**REQUIREMENT**. Within the entries below, find the portion that opens with the line containing "attachment set changed." and closes with the line containing "deduplicated in a". Retype that portion exactly and only.

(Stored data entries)
- - -

//! Metadata surface (spec §1, §6): thin dispatch to the pluggable
//! `MetadataPlugin` collaborator — this crate owns no metadata storage of
//! its own.

use serde_json::Value;
use std::collections::BTreeMap;

use catalog_core::errors::CatalogError;
use catalog_core::traits::MetadataPlugin;
use catalog_core::types::DidKey;

pub fn set_metadata(
    plugin: &dyn MetadataPlugin,
    did: &DidKey,
    key: &str,
    value: Value,
) -> Result<(), CatalogError> {
    plugin.set_metadata(did, key, value)
}

pub fn set_metadata_bulk(
    plugin: &dyn MetadataPlugin,
    did: &DidKey,
    values: &[(String, Value)],
) -> Result<(), CatalogError> {
    plugin.set_metadata_bulk(did, values)
}

pub fn get_metadata(plugin: &dyn MetadataPlugin, did: &DidKey) -> Result<BTreeMap<String, Value>, CatalogError> {
    plugin.get_metadata(did)
}

pub fn delete_metadata(plugin: &dyn MetadataPlugin, did: &DidKey, key: &str) -> Result<(), CatalogError> {
    plugin.delete_metadata(did, key)
}
//! `DatabaseManager` — owns one SQLite connection and bootstraps the
//! catalog schema on open.
//!
//! Pattern reference: `drift_storage::connection::DatabaseManager` /
//! `DriftStorageEngine::open`. Unlike the teacher's read-pool/write-router
//! split (which exists because Drift serves concurrent NAPI callers on one
//! process), the DID catalog's concurrency model (spec §5) is "one
//! connection per worker, one transaction per request" — so this manager
//! owns a single connection and hands out `CatalogTx` values from it.

use std::path::{Path, PathBuf};

use catalog_core::errors::StorageError;
use rusqlite::Connection;

use crate::schema;
use crate::tx::CatalogTx;

/// Owns one SQLite connection for the DID catalog.
pub struct DatabaseManager {
    conn: Connection,
    path: Option<PathBuf>,
}

impl DatabaseManager {
    /// Open a file-backed catalog database. Applies WAL mode and foreign
    /// keys, then bootstraps the schema.
    pub fn open(path: &Path) -> Result<Self, StorageError> {
        let conn = Connection::open(path).map_err(sqe)?;
        conn.pragma_update(None, "journal_mode", "WAL").map_err(sqe)?;
        conn.pragma_update(None, "foreign_keys", "ON").map_err(sqe)?;
        schema::bootstrap(&conn)?;
        Ok(Self {
            conn,
            path: Some(path.to_path_buf()),
        })
    }

    /// Open an in-memory catalog database (tests, and ephemeral workers).
    pub fn open_in_memory() -> Result<Self, StorageError> {
        let conn = Connection::open_in_memory().map_err(sqe)?;
        conn.pragma_update(None, "foreign_keys", "ON").map_err(sqe)?;
        schema::bootstrap(&conn)?;
        Ok(Self { conn, path: None })
    }

    /// Database file path (`None` for in-memory).
    pub fn path(&self) -> Option<&Path> {
        self.path.as_deref()
    }

    /// Begin a transaction. Uses `BEGIN IMMEDIATE`: SQLite has no row
    /// locking, so the whole-database write lock taken here is this
    /// backend's stand-in for the row-lock read spec §4.1/§5 describes
    /// ("takes a row lock on the parent DID... serializes concurrent
    /// attach/detach on the same parent").
    pub fn begin(&mut self) -> Result<CatalogTx<'_>, StorageError> {
        let tx = self
            .conn
            .transaction_with_behavior(rusqlite::TransactionBehavior::Immediate)
            .map_err(sqe)?;
        Ok(CatalogTx::new(tx))
    }

    /// WAL checkpoint. No-op for in-memory databases.
    pub fn checkpoint(&self) -> Result<(), StorageError> {
        if self.path.is_some() {
            self.conn
                .pragma_update(None, "wal_checkpoint", "TRUNCATE")
                .map_err(sqe)?;
        }
        Ok(())
    }

    /// Raw connection access — for callers building their own statements
    /// outside a `CatalogTx` (e.g. read-only reporting queries that don't
    /// need transactional isolation).
    pub fn raw(&self) -> &Connection {
        &self.conn
    }
}

pub(crate) fn sqe(e: impl std::fmt::Display) -> StorageError {
    StorageError::SqliteError {
        message: e.to_string(),
    }
}
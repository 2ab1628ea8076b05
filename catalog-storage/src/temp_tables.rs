//! `TempTableManager` — per-transaction scratch tables for bulk
//! `(scope, name)` sets (spec §4.2).
//!
//! SQLite temp tables are connection-scoped, not transaction-scoped, so
//! this manager always takes the fallback path spec §4.2 describes for
//! backends without auto-truncate-on-commit semantics: `CREATE TEMP TABLE
//! IF NOT EXISTS` followed by an explicit `DELETE FROM` to guarantee the
//! empty-on-entry invariant, regardless of what a prior transaction on the
//! same connection left behind.

use catalog_core::errors::StorageError;
use rusqlite::Transaction;

use crate::connection::sqe;

/// The two fixed column shapes temp tables come in (spec §4.2).
#[derive(Debug, Clone, Copy, PartialEq, Eq)]
pub enum TempTableShape {
    /// `(scope, name)` — a bare set of DID keys.
    DidKeys,
    /// `(scope, name, child_scope, child_name)` — parent/child key pairs.
    AssociationKeys,
}

/// A scratch table minted for one transaction. Empty on return, scoped to
/// this transaction's logical lifetime (though physically it may outlive
/// it on the connection — callers must not rely on automatic cleanup on
/// commit).
pub struct TempTable {
    pub name: String,
    shape: TempTableShape,
}

impl TempTable {
    pub fn shape(&self) -> TempTableShape {
        self.shape
    }
}

/// Mints distinct, empty scratch tables within one transaction.
///
/// Each call returns a table suffixed with an incrementing index so
/// recursive attach/delete calls within the same transaction never trample
/// each other's staged rows (spec §4.2).
#[derive(Default)]
pub struct TempTableManager {
    did_keys_counter: u32,
    association_keys_counter: u32,
}

impl TempTableManager {
    pub fn new() -> Self {
        Self::default()
    }

    /// Mint an empty `(scope, name)` scratch table.
    pub fn mint_did_keys(&mut self, tx: &Transaction<'_>) -> Result<TempTable, StorageError> {
        let name = format!("temp_did_keys_{}", self.did_keys_counter);
        self.did_keys_counter += 1;
        create_and_clear(
            tx,
            &name,
            "CREATE TEMP TABLE IF NOT EXISTS {name} (scope TEXT NOT NULL, name TEXT NOT NULL)",
        )?;
        Ok(TempTable {
            name,
            shape: TempTableShape::DidKeys,
        })
    }

    /// Mint an empty `(scope, name, child_scope, child_name)` scratch table.
    pub fn mint_association_keys(
        &mut self,
        tx: &Transaction<'_>,
    ) -> Result<TempTable, StorageError> {
        let name = format!("temp_assoc_keys_{}", self.association_keys_counter);
        self.association_keys_counter += 1;
        create_and_clear(
            tx,
            &name,
            "CREATE TEMP TABLE IF NOT EXISTS {name} (\
                scope TEXT NOT NULL, name TEXT NOT NULL, \
                child_scope TEXT NOT NULL, child_name TEXT NOT NULL)",
        )?;
        Ok(TempTable {
            name,
            shape: TempTableShape::AssociationKeys,
        })
    }
}

fn create_and_clear(
    tx: &Transaction<'_>,
    name: &str,
    create_template: &str,
) -> Result<(), StorageError> {
    let create_sql = create_template.replace("{name}", name);
    tx.execute_batch(&create_sql).map_err(sqe)?;
    tx.execute(&format!("DELETE FROM {name}"), []).map_err(sqe)?;
    Ok(())
}
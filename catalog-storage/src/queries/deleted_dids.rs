//! `deleted_dids` — the collections archive (spec §3: "files are not
//! archived here — only collections are"; spec §4.5 Phase F).

use catalog_core::errors::StorageError;
use catalog_core::types::{DeletedDid, DidKey, DidType};
use rusqlite::{params, OptionalExtension, Row, Transaction};

use crate::connection::sqe;

fn row_to_deleted(row: &Row<'_>) -> rusqlite::Result<DeletedDid> {
    let did_type_s: String = row.get("did_type")?;
    let extra_s: String = row.get("extra_json")?;
    Ok(DeletedDid {
        scope: row.get("scope")?,
        name: row.get("name")?,
        did_type: DidType::from_str_opt(&did_type_s).unwrap_or(DidType::Dataset),
        account: row.get("account")?,
        is_open: row.get("is_open")?,
        bytes: row.get("bytes")?,
        length: row.get("length")?,
        events: row.get("events")?,
        created_at: row.get("created_at")?,
        closed_at: row.get("closed_at")?,
        deleted_at: row.get("deleted_at")?,
        extra: serde_json::from_str(&extra_s).unwrap_or_default(),
    })
}

const SELECT_COLUMNS: &str = "scope, name, did_type, account, is_open, bytes, length, events, \
     created_at, closed_at, deleted_at, extra_json";

/// Archive a DATASET/CONTAINER row (spec §4.5 Phase F, only for
/// collections per spec §3).
pub fn insert_deleted(tx: &Transaction<'_>, d: &DeletedDid) -> Result<(), StorageError> {
    let extra_s = serde_json::to_string(&d.extra).unwrap_or_else(|_| "{}".to_string());
    tx.execute(
        "INSERT OR REPLACE INTO deleted_dids (\
            scope, name, did_type, account, is_open, bytes, length, events, \
            created_at, closed_at, deleted_at, extra_json) \
         VALUES (?1,?2,?3,?4,?5,?6,?7,?8,?9,?10,?11,?12)",
        params![
            d.scope,
            d.name,
            d.did_type.as_str(),
            d.account,
            d.is_open,
            d.bytes,
            d.length,
            d.events,
            d.created_at,
            d.closed_at,
            d.deleted_at,
            extra_s,
        ],
    )
    .map_err(sqe)?;
    Ok(())
}

/// Used by Resurrect (spec §4.10) to check whether a DID to be revived has
/// an archived tombstone to fold back in.
pub fn get_deleted(tx: &Transaction<'_>, key: &DidKey) -> Result<Option<DeletedDid>, StorageError> {
    let sql = format!("SELECT {SELECT_COLUMNS} FROM deleted_dids WHERE scope = ?1 AND name = ?2");
    tx.query_row(&sql, params![key.scope, key.name], row_to_deleted)
        .optional()
        .map_err(sqe)
}

/// Remove a tombstone once it is resurrected.
pub fn delete_deleted(tx: &Transaction<'_>, key: &DidKey) -> Result<(), StorageError> {
    tx.execute(
        "DELETE FROM deleted_dids WHERE scope = ?1 AND name = ?2",
        params![key.scope, key.name],
    )
    .map_err(sqe)?;
    Ok(())
}
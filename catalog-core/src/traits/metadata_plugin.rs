//! `MetadataPlugin` — the pluggable key/value store collaborator
//! (spec §1: "a pluggable key/value store layer invoked by well-defined
//! operations").

use std::sync::Arc;

use serde_json::Value;

use crate::errors::CatalogError;
use crate::types::DidKey;

pub trait MetadataPlugin: Send + Sync {
    fn set_metadata(&self, did: &DidKey, key: &str, value: Value) -> Result<(), CatalogError>;

    fn set_metadata_bulk(
        &self,
        did: &DidKey,
        values: &[(String, Value)],
    ) -> Result<(), CatalogError>;

    fn get_metadata(&self, did: &DidKey) -> Result<std::collections::BTreeMap<String, Value>, CatalogError>;

    fn delete_metadata(&self, did: &DidKey, key: &str) -> Result<(), CatalogError>;

    /// Delete all metadata rows keyed on the given DIDs in one call (spec
    /// §4.5 Phase C). Implementations that cannot support a set-based
    /// delete should return `Ok(())` and document that a separate cleaner
    /// handles it, matching the distilled spec's stated fallback.
    fn delete_metadata_for_dids(&self, dids: &[DidKey]) -> Result<(), CatalogError>;
}

impl<T: MetadataPlugin + ?Sized> MetadataPlugin for Arc<T> {
    fn set_metadata(&self, did: &DidKey, key: &str, value: Value) -> Result<(), CatalogError> {
        (**self).set_metadata(did, key, value)
    }
    fn set_metadata_bulk(
        &self,
        did: &DidKey,
        values: &[(String, Value)],
    ) -> Result<(), CatalogError> {
        (**self).set_metadata_bulk(did, values)
    }
    fn get_metadata(&self, did: &DidKey) -> Result<std::collections::BTreeMap<String, Value>, CatalogError> {
        (**self).get_metadata(did)
    }
    fn delete_metadata(&self, did: &DidKey, key: &str) -> Result<(), CatalogError> {
        (**self).delete_metadata(did, key)
    }
    fn delete_metadata_for_dids(&self, dids: &[DidKey]) -> Result<(), CatalogError> {
        (**self).delete_metadata_for_dids(dids)
    }
}

/// An in-memory metadata plugin, for tests.
#[derive(Default)]
pub struct InMemoryMetadataPlugin {
    store: std::sync::Mutex<std::collections::BTreeMap<DidKeyOrd, std::collections::BTreeMap<String, Value>>>,
}

#[derive(Debug, Clone, PartialEq, Eq, PartialOrd, Ord)]
struct DidKeyOrd(String, String);

impl InMemoryMetadataPlugin {
    pub fn new() -> Self {
        Self::default()
    }
}

impl MetadataPlugin for InMemoryMetadataPlugin {
    fn set_metadata(&self, did: &DidKey, key: &str, value: Value) -> Result<(), CatalogError> {
        let mut store = self.store.lock().expect("poisoned");
        store
            .entry(DidKeyOrd(did.scope.clone(), did.name.clone()))
            .or_default()
            .insert(key.to_string(), value);
        Ok(())
    }

    fn set_metadata_bulk(
        &self,
        did: &DidKey,
        values: &[(String, Value)],
    ) -> Result<(), CatalogError> {
        let mut store = self.store.lock().expect("poisoned");
        let entry = store
            .entry(DidKeyOrd(did.scope.clone(), did.name.clone()))
            .or_default();
        for (k, v) in values {
            entry.insert(k.clone(), v.clone());
        }
        Ok(())
    }

    fn get_metadata(&self, did: &DidKey) -> Result<std::collections::BTreeMap<String, Value>, CatalogError> {
        let store = self.store.lock().expect("poisoned");
        Ok(store
            .get(&DidKeyOrd(did.scope.clone(), did.name.clone()))
            .cloned()
            .unwrap_or_default())
    }

    fn delete_metadata(&self, did: &DidKey, key: &str) -> Result<(), CatalogError> {
        let mut store = self.store.lock().expect("poisoned");
        if let Some(entry) = store.get_mut(&DidKeyOrd(did.scope.clone(), did.name.clone())) {
            entry.remove(key);
        }
        Ok(())
    }

    fn delete_metadata_for_dids(&self, dids: &[DidKey]) -> Result<(), CatalogError> {
        let mut store = self.store.lock().expect("poisoned");
        for did in dids {
            store.remove(&DidKeyOrd(did.scope.clone(), did.name.clone()));
        }
        Ok(())
    }
}
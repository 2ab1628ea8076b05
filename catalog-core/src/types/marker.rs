//! Updated-DID marker — the signal the external rule engine (Judge)
//! consumes to know a DID's attachments changed (spec §3, §4.3, §4.4).

/// Why the parent's attachment set changed.
#[derive(Debug, Clone, Copy, PartialEq, Eq, Hash)]
pub enum DidAction {
    Attach,
    Detach,
}

impl DidAction {
    pub fn as_str(self) -> &'static str {
        match self {
            Self::Attach => "ATTACH",
            Self::Detach => "DETACH",
        }
    }
}

/// `{scope, name, action}` — pending rule re-evaluation signal.
///
/// Derives `Hash`/`Eq` so a batch of markers can be deduplicated in a
/// `HashSet` before being bulk-inserted (spec §4.3 step 5: "Deduplicate
/// emitted markers across the batch").
#[derive(Debug, Clone, PartialEq, Eq, Hash)]
pub struct UpdatedDidMarker {
    pub scope: String,
    pub name: String,
    pub action: DidAction,
}

impl UpdatedDidMarker {
    pub fn new(scope: impl Into<String>, name: impl Into<String>, action: DidAction) -> Self {
        Self {
            scope: scope.into(),
            name: name.into(),
            action,
        }
    }
}
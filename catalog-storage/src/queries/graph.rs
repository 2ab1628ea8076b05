//! Recursive DAG traversal over `associations`, expressed as `WITH
//! RECURSIVE` CTEs rather than in-memory recursive generators (spec §9:
//! "Recursive generator functions... reimplement as a recursive SQL CTE
//! or an explicit worklist, not a Rust generator/coroutine").

use catalog_core::errors::StorageError;
use catalog_core::types::{DidKey, DidType};
use rusqlite::{params, Transaction};

use crate::connection::sqe;

/// Every DID reachable downward from `root`, at any depth, deduplicated
/// (spec §4.8: `child_dids`). Does not include `root` itself.
pub fn recursive_descendants(
    tx: &Transaction<'_>,
    root: &DidKey,
) -> Result<Vec<(DidKey, DidType)>, StorageError> {
    let mut stmt = tx
        .prepare_cached(
            "WITH RECURSIVE descend(scope, name) AS ( \
                SELECT child_scope, child_name FROM associations \
                WHERE parent_scope = ?1 AND parent_name = ?2 \
                UNION \
                SELECT a.child_scope, a.child_name FROM associations a \
                JOIN descend d ON a.parent_scope = d.scope AND a.parent_name = d.name \
             ) \
             SELECT descend.scope, descend.name, dids.did_type FROM descend \
             JOIN dids ON dids.scope = descend.scope AND dids.name = descend.name",
        )
        .map_err(sqe)?;
    let rows = stmt
        .query_map(params![root.scope, root.name], |row| {
            let did_type_s: String = row.get(2)?;
            Ok((
                DidKey::new(row.get::<_, String>(0)?, row.get::<_, String>(1)?),
                did_type_s,
            ))
        })
        .map_err(sqe)?;
    let mut out = Vec::new();
    for row in rows {
        let (key, did_type_s) = row.map_err(sqe)?;
        let did_type = DidType::from_str_opt(&did_type_s).unwrap_or(DidType::File);
        out.push((key, did_type));
    }
    Ok(out)
}

/// Only the FILE leaves reachable downward from `root` (spec §4.1
/// `list_files`: recursive descent stopping at FILE DIDs).
pub fn recursive_files(tx: &Transaction<'_>, root: &DidKey) -> Result<Vec<DidKey>, StorageError> {
    Ok(recursive_descendants(tx, root)?
        .into_iter()
        .filter(|(_, t)| *t == DidType::File)
        .map(|(k, _)| k)
        .collect())
}

/// Every DID reachable upward from `child`, at any depth, deduplicated
/// (spec §4.1 `list_all_parent_dids`).
pub fn recursive_ancestors(
    tx: &Transaction<'_>,
    child: &DidKey,
) -> Result<Vec<DidKey>, StorageError> {
    let mut stmt = tx
        .prepare_cached(
            "WITH RECURSIVE ascend(scope, name) AS ( \
                SELECT parent_scope, parent_name FROM associations \
                WHERE child_scope = ?1 AND child_name = ?2 \
                UNION \
                SELECT a.parent_scope, a.parent_name FROM associations a \
                JOIN ascend u ON a.child_scope = u.scope AND a.child_name = u.name \
             ) \
             SELECT scope, name FROM ascend",
        )
        .map_err(sqe)?;
    let rows = stmt
        .query_map(params![child.scope, child.name], |row| {
            Ok(DidKey::new(row.get::<_, String>(0)?, row.get::<_, String>(1)?))
        })
        .map_err(sqe)?;
    let mut out = Vec::new();
    for row in rows {
        out.push(row.map_err(sqe)?);
    }
    Ok(out)
}

/// Association `did_type` values a descent may cross to reach DIDs of
/// `target_type` (spec §4.8 `child_dids`: "if `target_type=DATASET` follow
/// only CONTAINER→* edges, if `target_type=FILE` follow CONTAINER→* and
/// DATASET→* edges").
fn allowed_edge_types(target_type: DidType) -> &'static [&'static str] {
    match target_type {
        DidType::Dataset => &["CONTAINER"],
        DidType::File => &["CONTAINER", "DATASET"],
        DidType::Container => &[],
    }
}

/// Single-DID variant of `child_dids` (spec §4.8 `one_did_childs`): every
/// DID of `target_type` reachable from `root` by crossing only the edge
/// types `target_type` permits.
pub fn one_did_childs(
    tx: &Transaction<'_>,
    root: &DidKey,
    target_type: DidType,
) -> Result<Vec<DidKey>, StorageError> {
    let allowed = allowed_edge_types(target_type);
    if allowed.is_empty() {
        return Ok(Vec::new());
    }
    // Two fixed shapes only (spec §4.8 distinguishes DATASET- and
    // FILE-depth descent); build the IN-clause per shape rather than a
    // general N-ary placeholder scheme.
    let in_clause = match allowed.len() {
        1 => "(?3)".to_string(),
        _ => "(?3, ?4)".to_string(),
    };
    let target_param = format!("?{}", allowed.len() + 3);
    let sql = format!(
        "WITH RECURSIVE descend(scope, name) AS ( \
            SELECT child_scope, child_name FROM associations \
            WHERE parent_scope = ?1 AND parent_name = ?2 AND did_type IN {in_clause} \
            UNION \
            SELECT a.child_scope, a.child_name FROM associations a \
            JOIN descend d ON a.parent_scope = d.scope AND a.parent_name = d.name \
            WHERE a.did_type IN {in_clause} \
         ) \
         SELECT descend.scope, descend.name FROM descend \
         JOIN dids ON dids.scope = descend.scope AND dids.name = descend.name \
         WHERE dids.did_type = {target_param}"
    );

    let mut stmt = tx.prepare(&sql).map_err(sqe)?;
    let rows = match allowed.len() {
        1 => stmt.query_map(
            params![root.scope, root.name, allowed[0], target_type.as_str()],
            |row| Ok(DidKey::new(row.get::<_, String>(0)?, row.get::<_, String>(1)?)),
        ),
        _ => stmt.query_map(
            params![root.scope, root.name, allowed[0], allowed[1], target_type.as_str()],
            |row| Ok(DidKey::new(row.get::<_, String>(0)?, row.get::<_, String>(1)?)),
        ),
    }
    .map_err(sqe)?;
    let mut out = Vec::new();
    for row in rows {
        out.push(row.map_err(sqe)?);
    }
    Ok(out)
}

/// `child_dids` (spec §4.8): descend from a set of roots, return the
/// distinct union of `one_did_childs` over each.
pub fn child_dids(
    tx: &Transaction<'_>,
    roots: &[DidKey],
    target_type: DidType,
) -> Result<Vec<DidKey>, StorageError> {
    use std::collections::HashSet;
    let mut seen: HashSet<DidKey> = HashSet::new();
    let mut out = Vec::new();
    for root in roots {
        for key in one_did_childs(tx, root, target_type)? {
            if seen.insert(key.clone()) {
                out.push(key);
            }
        }
    }
    Ok(out)
}

/// Would attaching `child` under `parent` create a cycle (spec §4.3 step
/// 1 / §8 invariant: "the catalog is a DAG — attach must refuse any edge
/// that would close a cycle")?
///
/// A cycle forms exactly when `parent` is already reachable downward from
/// `child` — i.e. `parent` is one of `child`'s existing descendants, or
/// `parent == child`.
pub fn would_create_cycle(
    tx: &Transaction<'_>,
    parent: &DidKey,
    child: &DidKey,
) -> Result<bool, StorageError> {
    if parent == child {
        return Ok(true);
    }
    let descendants = recursive_descendants(tx, child)?;
    Ok(descendants.iter().any(|(key, _)| key == parent))
}
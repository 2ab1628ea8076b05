//! Collaborator trait module — contracts between the DID catalog engine
//! and the external subsystems spec §1 declares out of scope (replica
//! placement, rule evaluation, metadata plugins, messaging transport,
//! identity). The engine only ever holds `Arc<dyn Trait>` — it never knows
//! a concrete implementation.
//!
//! Pattern reference: `drift_core::traits::storage` — object-safe,
//! `Send + Sync`, blanket `Arc<T>` impls.

pub mod account_directory;
pub mod message_sink;
pub mod metadata_plugin;
pub mod replica_engine;
pub mod rule_engine;

pub use account_directory::{AccountDirectory, PermissiveAccountDirectory};
pub use message_sink::{MessageSink, RecordingMessageSink};
pub use metadata_plugin::{InMemoryMetadataPlugin, MetadataPlugin};
pub use replica_engine::{NullReplicaEngine, ReplicaEngine};
pub use rule_engine::{NullRuleEngine, ReplicationRule, RuleEngine};
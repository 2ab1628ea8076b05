//! Follow and Follow Event (spec §3, §4.9).

use super::did::DidType;

/// `(scope, name, account)` subscription row.
#[derive(Debug, Clone, PartialEq)]
pub struct Follow {
    pub scope: String,
    pub name: String,
    pub account: String,
    pub did_type: DidType,
}

/// An event recorded for a followed DID, pending digest delivery.
#[derive(Debug, Clone, PartialEq)]
pub struct FollowEvent {
    pub scope: String,
    pub name: String,
    pub account: String,
    pub did_type: DidType,
    pub event_type: String,
    pub payload: String,
    pub created_at: i64,
}
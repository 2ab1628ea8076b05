//! `ReplicaEngine` — replica placement collaborator (spec §1, §4.3.2).

use std::sync::Arc;

use crate::errors::CatalogError;
use crate::types::DidKey;

/// Registers replicas for a batch of files at an RSE. The Dataset
/// sub-routine of the Attach Engine delegates to this, in the same
/// transaction, before its own Association insert — spec §4.3.2: "If the
/// attachment carries an `rse_id`, delegate replica registration for all
/// child files to the external Replica Engine in the same transaction
/// before the Association insert."
pub trait ReplicaEngine: Send + Sync {
    fn register_replicas(&self, rse_id: &str, files: &[DidKey]) -> Result<(), CatalogError>;
}

impl<T: ReplicaEngine + ?Sized> ReplicaEngine for Arc<T> {
    fn register_replicas(&self, rse_id: &str, files: &[DidKey]) -> Result<(), CatalogError> {
        (**self).register_replicas(rse_id, files)
    }
}

/// A replica engine that does nothing, for attachments with no `rse_id`
/// and for tests that don't exercise replica registration.
pub struct NullReplicaEngine;

impl ReplicaEngine for NullReplicaEngine {
    fn register_replicas(&self, _rse_id: &str, _files: &[DidKey]) -> Result<(), CatalogError> {
        Ok(())
    }
}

- - -

**EXERCISE OUTPUT**.
/// Why the parent's attachment set changed.
#[derive(Debug, Clone, Copy, PartialEq, Eq, Hash)]
pub enum DidAction {
    Attach,
    Detach,
}

impl DidAction {
    pub fn as_str(self) -> &'static str {
        match self {
            Self::Attach => "ATTACH",
            Self::Detach => "DETACH",
        }
    }
}

/// `{scope, name, action}` — pending rule re-evaluation signal.
///
/// Derives `Hash`/`Eq` so a batch of markers can be deduplicated in a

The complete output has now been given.